Appearances and goals by national team and year
| National team | Year | Apps | Goals |
| Moldova | 2022 | 6 | 2 |
| 2023 | 10 | 0 |
| 2024 | 8 | 1 |
| 2025 | 7 | 0 |
| 2026 | 1 | 0 |
| Total |  | 32 | 3 |

Scores and results list Moldova's goal tally first, score column indicates score after each Moțpan goal.
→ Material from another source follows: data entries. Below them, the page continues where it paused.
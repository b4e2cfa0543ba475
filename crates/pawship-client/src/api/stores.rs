//! Stores API.

use crate::api::with_query;
use crate::client::ApiClient;
use crate::error::Result;
use crate::request::ApiRequest;
use crate::types::{
    GetStoresParams, MessageResponse, StoreDetailResponse, StorePayload, StoresResponse,
};

/// Stores API client. All calls are authenticated.
pub struct StoresApi {
    client: ApiClient,
}

impl StoresApi {
    pub(crate) fn new(client: ApiClient) -> Self {
        Self { client }
    }

    /// List stores, paginated and optionally filtered.
    pub async fn list(&self, params: &GetStoresParams) -> Result<StoresResponse> {
        self.client.get(&stores_path(params)).await
    }

    /// Get a store by ID.
    pub async fn get(&self, id: &str) -> Result<StoreDetailResponse> {
        self.client.get(&format!("/stores/{}", id)).await
    }

    /// Create a store.
    pub async fn create(&self, payload: &StorePayload) -> Result<MessageResponse> {
        self.client
            .send_message(ApiRequest::post("/stores").json(payload)?.auth(true))
            .await
    }

    /// Replace a store.
    pub async fn update(&self, id: &str, payload: &StorePayload) -> Result<MessageResponse> {
        self.client
            .send_message(ApiRequest::put(format!("/stores/{}", id)).json(payload)?.auth(true))
            .await
    }

    /// Delete a store.
    pub async fn delete(&self, id: &str) -> Result<MessageResponse> {
        self.client
            .send_message(ApiRequest::delete(format!("/stores/{}", id)).auth(true))
            .await
    }

    /// Activate or deactivate a store.
    pub async fn update_status(&self, id: &str, is_active: bool) -> Result<MessageResponse> {
        let request = ApiRequest::put(format!("/stores/{}", id))
            .json(&serde_json::json!({ "is_active": is_active }))?;
        self.client.send_message(request.auth(true)).await
    }
}

fn stores_path(params: &GetStoresParams) -> String {
    let mut query = vec![
        ("page", params.page.to_string()),
        ("limit", params.limit.to_string()),
    ];
    let optional = [
        ("search", params.search.clone()),
        ("is_active", params.is_active.map(|b| b.to_string())),
        ("city", params.city.clone()),
        ("province", params.province.clone()),
    ];
    for (key, value) in optional {
        if let Some(value) = value.filter(|v| !v.is_empty()) {
            query.push((key, value));
        }
    }
    with_query("/stores", &query)
}

#[cfg(test)]
mod tests {
    use super::*;

    #[test]
    fn test_stores_path() {
        let params = GetStoresParams {
            page: 1,
            limit: 5,
            city: Some("Jakarta Selatan".to_string()),
            is_active: Some(true),
            ..Default::default()
        };
        assert_eq!(
            stores_path(&params),
            "/stores?page=1&limit=5&is_active=true&city=Jakarta+Selatan"
        );
    }
}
List of international goals scored by Nichita Moțpan
| No. | Date | Venue | Opponent | Score | Result | Competition |
|---|---|---|---|---|---|---|
| 1 | 10 June 2022 | Zimbru Stadium, Chișinău, Moldova | Latvia | 2–3 | 2–4 | 2022–23 UEFA Nations League D |
| 2 | 16 November 2022 | Zimbru Stadium, Chișinău, Moldova | Azerbaijan | 1–2 | 1–2 | Friendly |
| 3 | 8 June 2024 | Zimbru Stadium, Chișinău, Moldova | Cyprus | 1–0 | 3–2 | Friendly |

==Personal life==
Moțpan also holds Russian citizenship as Nikita Motspan (Никита Моцпан) and was registered by the Russian Premier League as a domestic player.